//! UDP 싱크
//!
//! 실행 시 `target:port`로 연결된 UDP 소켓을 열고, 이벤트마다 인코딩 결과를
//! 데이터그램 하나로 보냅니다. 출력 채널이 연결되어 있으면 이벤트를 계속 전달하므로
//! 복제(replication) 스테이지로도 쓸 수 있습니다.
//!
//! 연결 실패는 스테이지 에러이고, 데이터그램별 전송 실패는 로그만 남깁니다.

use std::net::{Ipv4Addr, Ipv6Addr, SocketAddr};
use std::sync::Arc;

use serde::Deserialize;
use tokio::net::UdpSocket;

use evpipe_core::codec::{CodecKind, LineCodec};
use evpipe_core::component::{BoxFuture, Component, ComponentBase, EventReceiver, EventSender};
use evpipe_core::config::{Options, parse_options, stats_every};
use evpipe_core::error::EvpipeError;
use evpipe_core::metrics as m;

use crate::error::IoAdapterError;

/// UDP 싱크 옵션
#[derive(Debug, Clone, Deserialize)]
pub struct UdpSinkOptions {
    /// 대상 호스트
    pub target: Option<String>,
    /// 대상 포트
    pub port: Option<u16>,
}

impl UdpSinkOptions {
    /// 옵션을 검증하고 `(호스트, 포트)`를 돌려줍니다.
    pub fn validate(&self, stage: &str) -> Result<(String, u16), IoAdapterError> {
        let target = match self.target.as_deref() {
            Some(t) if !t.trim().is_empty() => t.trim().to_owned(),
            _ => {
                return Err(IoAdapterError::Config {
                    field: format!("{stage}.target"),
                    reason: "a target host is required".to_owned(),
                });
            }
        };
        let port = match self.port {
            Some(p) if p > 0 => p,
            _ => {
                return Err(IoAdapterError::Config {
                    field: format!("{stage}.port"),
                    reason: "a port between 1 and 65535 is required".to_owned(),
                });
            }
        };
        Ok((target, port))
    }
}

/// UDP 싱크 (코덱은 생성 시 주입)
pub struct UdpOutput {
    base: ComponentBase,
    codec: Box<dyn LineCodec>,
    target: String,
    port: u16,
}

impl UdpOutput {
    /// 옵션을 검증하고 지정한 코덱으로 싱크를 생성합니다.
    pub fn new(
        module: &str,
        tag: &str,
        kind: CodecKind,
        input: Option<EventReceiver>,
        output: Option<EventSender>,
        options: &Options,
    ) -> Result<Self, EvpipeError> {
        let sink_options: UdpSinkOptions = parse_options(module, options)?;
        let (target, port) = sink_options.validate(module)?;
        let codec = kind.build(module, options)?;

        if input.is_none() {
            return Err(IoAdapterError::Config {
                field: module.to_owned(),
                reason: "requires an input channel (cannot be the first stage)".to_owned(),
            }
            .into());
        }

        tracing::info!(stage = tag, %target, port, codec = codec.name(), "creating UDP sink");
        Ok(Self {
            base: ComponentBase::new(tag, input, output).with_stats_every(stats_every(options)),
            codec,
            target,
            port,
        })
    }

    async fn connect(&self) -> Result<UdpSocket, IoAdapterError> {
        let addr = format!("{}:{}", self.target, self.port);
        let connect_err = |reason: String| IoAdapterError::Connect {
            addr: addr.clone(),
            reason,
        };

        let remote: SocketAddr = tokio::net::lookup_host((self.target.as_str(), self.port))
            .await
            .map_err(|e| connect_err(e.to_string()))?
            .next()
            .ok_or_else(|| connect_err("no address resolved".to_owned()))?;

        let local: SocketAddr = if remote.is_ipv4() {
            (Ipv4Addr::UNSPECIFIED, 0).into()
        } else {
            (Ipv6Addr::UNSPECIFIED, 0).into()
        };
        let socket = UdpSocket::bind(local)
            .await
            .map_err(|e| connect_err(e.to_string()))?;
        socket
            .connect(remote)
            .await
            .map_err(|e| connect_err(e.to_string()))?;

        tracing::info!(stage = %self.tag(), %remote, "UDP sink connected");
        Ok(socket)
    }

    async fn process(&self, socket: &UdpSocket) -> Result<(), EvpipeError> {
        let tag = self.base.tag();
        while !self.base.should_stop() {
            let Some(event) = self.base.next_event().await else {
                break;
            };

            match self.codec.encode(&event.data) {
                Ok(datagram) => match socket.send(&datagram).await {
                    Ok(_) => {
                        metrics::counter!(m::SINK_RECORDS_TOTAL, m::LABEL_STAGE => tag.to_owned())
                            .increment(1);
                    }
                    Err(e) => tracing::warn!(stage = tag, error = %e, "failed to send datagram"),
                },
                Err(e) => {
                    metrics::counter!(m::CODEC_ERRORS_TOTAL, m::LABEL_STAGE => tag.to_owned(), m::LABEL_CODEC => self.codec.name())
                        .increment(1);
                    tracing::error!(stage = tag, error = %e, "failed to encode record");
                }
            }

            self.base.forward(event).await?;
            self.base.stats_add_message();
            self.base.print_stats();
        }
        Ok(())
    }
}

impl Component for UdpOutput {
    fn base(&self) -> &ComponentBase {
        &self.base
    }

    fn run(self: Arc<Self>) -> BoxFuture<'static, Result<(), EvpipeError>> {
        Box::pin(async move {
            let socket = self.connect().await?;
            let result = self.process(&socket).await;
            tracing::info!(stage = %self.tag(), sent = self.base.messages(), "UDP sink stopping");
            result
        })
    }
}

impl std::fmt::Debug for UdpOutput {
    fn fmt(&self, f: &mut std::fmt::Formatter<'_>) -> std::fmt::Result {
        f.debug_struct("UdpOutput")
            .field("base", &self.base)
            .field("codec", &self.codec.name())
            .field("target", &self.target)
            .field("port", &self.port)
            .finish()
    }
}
=-=-=
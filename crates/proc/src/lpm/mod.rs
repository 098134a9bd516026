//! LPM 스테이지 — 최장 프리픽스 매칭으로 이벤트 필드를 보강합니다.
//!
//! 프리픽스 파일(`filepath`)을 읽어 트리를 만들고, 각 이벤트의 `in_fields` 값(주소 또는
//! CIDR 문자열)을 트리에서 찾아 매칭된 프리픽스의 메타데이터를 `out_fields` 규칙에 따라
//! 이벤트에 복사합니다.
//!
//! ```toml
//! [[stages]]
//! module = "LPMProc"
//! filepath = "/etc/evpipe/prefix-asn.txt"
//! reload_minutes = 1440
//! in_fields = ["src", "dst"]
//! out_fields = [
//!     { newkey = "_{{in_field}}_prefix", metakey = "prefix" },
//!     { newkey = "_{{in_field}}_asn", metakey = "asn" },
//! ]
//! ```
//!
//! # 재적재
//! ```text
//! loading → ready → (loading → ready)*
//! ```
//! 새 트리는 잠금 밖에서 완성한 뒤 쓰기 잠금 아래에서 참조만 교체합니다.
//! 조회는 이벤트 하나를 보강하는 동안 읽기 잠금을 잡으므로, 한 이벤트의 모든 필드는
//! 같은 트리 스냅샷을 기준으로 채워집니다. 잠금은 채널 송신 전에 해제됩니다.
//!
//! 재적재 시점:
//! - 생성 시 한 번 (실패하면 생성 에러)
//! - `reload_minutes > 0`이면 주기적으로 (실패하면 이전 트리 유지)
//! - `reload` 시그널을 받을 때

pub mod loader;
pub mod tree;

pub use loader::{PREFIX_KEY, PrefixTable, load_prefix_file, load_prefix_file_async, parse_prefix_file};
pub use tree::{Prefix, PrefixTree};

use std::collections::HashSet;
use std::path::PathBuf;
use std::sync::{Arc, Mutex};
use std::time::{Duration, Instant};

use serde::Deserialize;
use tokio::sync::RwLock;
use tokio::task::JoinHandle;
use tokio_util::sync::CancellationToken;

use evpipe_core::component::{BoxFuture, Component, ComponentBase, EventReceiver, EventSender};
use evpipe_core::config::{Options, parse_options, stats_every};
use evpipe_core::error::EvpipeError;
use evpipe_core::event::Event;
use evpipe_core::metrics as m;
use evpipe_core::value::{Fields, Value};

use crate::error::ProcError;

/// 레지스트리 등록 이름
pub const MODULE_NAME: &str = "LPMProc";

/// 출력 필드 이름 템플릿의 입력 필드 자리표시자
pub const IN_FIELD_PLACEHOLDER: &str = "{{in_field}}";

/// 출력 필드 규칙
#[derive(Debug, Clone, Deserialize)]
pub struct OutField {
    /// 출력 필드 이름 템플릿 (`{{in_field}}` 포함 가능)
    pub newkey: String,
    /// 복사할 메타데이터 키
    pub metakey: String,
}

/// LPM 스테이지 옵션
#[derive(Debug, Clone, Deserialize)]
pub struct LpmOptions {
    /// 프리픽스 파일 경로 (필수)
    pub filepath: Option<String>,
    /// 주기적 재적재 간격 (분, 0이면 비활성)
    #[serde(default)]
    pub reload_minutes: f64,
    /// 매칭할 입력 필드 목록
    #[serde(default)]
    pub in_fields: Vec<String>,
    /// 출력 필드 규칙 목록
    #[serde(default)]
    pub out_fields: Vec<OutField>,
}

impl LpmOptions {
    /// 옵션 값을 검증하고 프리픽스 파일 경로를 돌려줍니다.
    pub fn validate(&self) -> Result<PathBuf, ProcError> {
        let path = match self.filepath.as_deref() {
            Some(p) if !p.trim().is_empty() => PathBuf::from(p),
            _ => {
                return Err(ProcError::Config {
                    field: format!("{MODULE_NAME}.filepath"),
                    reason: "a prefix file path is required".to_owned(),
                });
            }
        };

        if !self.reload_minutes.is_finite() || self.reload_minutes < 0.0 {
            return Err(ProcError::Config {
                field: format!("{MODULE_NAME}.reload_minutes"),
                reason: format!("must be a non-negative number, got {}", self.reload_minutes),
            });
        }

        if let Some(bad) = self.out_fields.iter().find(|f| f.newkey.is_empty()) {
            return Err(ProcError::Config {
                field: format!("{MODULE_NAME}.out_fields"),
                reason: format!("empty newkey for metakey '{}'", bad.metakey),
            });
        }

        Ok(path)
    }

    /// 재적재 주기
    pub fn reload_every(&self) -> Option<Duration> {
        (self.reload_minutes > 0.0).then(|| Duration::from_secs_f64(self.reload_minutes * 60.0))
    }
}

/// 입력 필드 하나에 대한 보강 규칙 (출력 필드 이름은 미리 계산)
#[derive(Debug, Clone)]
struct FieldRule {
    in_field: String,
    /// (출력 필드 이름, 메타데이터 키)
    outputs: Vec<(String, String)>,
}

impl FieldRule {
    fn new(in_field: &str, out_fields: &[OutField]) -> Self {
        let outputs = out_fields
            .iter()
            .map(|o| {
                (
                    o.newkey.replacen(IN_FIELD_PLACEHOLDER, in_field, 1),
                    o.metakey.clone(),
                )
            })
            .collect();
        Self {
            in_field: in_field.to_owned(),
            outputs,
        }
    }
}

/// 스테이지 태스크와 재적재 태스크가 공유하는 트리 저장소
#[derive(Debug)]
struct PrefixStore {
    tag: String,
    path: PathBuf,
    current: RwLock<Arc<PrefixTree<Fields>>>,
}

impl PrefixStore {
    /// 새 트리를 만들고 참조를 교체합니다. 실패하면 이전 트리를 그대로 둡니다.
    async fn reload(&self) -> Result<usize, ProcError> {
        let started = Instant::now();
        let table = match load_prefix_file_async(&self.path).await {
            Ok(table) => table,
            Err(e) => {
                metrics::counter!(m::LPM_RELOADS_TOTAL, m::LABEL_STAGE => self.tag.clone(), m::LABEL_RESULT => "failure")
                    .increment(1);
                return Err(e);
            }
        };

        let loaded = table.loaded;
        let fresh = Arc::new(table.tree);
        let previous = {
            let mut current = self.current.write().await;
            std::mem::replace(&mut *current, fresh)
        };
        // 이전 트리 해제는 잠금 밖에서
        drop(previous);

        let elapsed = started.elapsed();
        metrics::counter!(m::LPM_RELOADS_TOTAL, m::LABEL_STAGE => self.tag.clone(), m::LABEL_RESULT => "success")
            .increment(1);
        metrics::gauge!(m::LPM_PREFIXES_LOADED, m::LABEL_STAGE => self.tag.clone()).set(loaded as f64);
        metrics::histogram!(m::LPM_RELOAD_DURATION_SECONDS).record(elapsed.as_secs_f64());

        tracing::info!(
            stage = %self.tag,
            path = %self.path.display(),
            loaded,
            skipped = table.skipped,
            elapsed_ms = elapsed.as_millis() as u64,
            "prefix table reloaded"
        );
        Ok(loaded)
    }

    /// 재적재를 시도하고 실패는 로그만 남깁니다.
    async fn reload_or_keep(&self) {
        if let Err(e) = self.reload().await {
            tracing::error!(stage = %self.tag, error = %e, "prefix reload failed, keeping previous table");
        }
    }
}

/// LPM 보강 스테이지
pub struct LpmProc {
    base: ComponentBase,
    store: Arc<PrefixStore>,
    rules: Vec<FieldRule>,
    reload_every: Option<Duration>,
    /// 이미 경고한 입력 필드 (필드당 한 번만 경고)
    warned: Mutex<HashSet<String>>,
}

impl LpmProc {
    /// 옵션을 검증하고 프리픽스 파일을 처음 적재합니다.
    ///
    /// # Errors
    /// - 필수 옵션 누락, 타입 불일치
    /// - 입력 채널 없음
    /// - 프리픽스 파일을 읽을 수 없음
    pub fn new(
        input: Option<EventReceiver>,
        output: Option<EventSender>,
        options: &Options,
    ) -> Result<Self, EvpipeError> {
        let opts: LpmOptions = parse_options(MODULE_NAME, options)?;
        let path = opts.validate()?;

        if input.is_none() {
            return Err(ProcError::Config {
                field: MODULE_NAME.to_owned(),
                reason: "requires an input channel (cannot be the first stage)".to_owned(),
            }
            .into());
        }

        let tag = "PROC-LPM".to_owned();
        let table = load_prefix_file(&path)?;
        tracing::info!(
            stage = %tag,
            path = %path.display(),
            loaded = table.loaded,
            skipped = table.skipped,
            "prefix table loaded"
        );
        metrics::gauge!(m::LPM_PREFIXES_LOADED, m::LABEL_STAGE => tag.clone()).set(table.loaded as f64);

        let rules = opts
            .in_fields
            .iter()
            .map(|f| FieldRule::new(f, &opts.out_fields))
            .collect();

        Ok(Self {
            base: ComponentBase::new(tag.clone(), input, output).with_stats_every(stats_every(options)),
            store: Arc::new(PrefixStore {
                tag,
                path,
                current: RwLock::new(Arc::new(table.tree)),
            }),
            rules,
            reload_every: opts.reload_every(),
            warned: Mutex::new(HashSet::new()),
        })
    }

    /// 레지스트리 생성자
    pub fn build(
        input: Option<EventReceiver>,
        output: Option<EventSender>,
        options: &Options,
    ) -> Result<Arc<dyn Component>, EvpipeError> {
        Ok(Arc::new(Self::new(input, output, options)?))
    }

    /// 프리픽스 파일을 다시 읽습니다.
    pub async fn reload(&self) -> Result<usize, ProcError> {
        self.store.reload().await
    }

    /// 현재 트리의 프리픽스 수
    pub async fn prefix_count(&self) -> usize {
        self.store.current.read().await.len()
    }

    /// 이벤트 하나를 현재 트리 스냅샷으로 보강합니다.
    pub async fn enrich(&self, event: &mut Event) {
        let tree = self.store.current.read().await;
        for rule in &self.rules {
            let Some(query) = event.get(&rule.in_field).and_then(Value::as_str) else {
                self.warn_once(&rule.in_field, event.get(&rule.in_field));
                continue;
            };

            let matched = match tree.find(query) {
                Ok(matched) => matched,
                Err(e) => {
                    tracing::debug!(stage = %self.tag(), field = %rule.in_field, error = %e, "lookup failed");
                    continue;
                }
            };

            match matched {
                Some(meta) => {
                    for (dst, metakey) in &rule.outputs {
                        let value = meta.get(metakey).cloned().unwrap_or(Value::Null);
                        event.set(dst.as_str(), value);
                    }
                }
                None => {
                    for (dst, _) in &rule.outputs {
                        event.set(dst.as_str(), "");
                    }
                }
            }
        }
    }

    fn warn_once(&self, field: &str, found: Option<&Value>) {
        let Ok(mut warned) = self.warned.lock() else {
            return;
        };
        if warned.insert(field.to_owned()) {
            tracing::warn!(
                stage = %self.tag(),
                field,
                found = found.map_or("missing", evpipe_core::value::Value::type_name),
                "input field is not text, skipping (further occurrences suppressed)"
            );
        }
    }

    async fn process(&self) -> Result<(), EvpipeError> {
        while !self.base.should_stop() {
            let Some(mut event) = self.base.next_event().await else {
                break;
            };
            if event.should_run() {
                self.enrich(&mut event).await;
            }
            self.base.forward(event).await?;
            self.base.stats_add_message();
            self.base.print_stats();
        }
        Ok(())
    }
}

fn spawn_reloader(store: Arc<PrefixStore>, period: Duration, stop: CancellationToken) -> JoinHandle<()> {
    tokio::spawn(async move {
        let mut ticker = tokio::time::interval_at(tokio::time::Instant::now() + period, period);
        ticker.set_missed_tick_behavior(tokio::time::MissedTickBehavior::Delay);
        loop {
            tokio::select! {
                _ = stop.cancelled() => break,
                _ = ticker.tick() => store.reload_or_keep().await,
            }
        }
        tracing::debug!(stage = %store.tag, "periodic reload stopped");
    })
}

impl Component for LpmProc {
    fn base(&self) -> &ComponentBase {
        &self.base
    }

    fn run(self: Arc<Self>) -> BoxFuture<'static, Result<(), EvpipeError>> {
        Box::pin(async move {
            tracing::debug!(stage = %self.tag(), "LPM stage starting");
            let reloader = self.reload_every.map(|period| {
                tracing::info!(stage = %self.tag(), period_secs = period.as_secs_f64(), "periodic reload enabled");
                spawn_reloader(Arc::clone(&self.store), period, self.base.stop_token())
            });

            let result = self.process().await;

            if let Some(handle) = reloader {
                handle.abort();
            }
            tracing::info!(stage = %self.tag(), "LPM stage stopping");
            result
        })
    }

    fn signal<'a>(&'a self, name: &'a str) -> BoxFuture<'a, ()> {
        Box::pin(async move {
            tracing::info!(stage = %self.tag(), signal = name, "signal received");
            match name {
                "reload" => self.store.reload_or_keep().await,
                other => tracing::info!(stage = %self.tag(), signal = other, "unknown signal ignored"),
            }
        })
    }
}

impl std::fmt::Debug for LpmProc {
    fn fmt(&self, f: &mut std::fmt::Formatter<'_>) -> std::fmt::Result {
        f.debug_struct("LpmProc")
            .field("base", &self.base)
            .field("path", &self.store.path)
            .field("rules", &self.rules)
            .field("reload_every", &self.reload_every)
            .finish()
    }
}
=-=-=
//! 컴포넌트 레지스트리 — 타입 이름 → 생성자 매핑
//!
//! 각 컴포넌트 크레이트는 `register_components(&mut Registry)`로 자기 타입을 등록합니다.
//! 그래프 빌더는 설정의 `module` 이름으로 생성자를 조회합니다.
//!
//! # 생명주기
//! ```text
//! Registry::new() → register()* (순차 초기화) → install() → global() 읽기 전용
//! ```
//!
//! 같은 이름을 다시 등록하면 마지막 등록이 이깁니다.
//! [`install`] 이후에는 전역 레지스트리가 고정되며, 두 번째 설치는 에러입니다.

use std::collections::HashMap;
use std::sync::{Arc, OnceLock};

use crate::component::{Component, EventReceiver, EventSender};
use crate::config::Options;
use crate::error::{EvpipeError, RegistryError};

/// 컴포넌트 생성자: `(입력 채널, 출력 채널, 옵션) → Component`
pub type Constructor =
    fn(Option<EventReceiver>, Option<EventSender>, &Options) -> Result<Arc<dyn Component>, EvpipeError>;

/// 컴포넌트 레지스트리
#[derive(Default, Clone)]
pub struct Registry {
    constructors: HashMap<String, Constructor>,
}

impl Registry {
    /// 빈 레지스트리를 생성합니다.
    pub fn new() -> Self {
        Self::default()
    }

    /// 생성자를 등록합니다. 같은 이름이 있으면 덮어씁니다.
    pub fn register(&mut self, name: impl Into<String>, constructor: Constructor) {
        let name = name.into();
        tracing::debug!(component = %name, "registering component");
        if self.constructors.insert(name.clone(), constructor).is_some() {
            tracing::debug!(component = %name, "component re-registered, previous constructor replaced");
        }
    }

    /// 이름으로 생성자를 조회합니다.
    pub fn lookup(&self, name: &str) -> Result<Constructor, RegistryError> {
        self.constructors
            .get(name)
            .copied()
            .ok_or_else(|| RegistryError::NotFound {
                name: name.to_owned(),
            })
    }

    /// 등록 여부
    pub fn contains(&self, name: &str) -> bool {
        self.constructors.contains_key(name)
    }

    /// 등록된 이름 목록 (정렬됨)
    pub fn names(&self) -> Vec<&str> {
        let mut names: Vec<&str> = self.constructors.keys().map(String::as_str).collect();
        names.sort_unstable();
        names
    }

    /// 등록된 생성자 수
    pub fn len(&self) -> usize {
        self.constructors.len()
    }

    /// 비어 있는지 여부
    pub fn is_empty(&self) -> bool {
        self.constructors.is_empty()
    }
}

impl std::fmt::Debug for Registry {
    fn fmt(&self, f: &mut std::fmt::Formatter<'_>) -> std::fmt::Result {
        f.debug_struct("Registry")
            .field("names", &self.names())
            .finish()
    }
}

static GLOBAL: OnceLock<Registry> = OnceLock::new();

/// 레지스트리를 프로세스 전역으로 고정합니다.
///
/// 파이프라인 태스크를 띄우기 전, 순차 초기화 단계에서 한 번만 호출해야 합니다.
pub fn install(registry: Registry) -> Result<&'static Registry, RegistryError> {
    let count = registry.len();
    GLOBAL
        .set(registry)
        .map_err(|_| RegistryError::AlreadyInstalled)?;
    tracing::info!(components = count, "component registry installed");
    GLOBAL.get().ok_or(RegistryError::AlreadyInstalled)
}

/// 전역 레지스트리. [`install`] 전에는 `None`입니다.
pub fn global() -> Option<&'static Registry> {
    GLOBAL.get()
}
=-=-=
**ACTIVITY**
Reproduce exactly the section above that begins at the line containing "(실패하면 이전 트리 유지)" and ends at the line containing "use std::collections::HashSet;", leaving out all other lines.

**RESPONSE TO THIS EXERCISE**
//! - `reload_minutes > 0`이면 주기적으로 (실패하면 이전 트리 유지)
//! - `reload` 시그널을 받을 때

pub mod loader;
pub mod tree;

pub use loader::{PREFIX_KEY, PrefixTable, load_prefix_file, load_prefix_file_async, parse_prefix_file};
pub use tree::{Prefix, PrefixTree};

use std::collections::HashSet;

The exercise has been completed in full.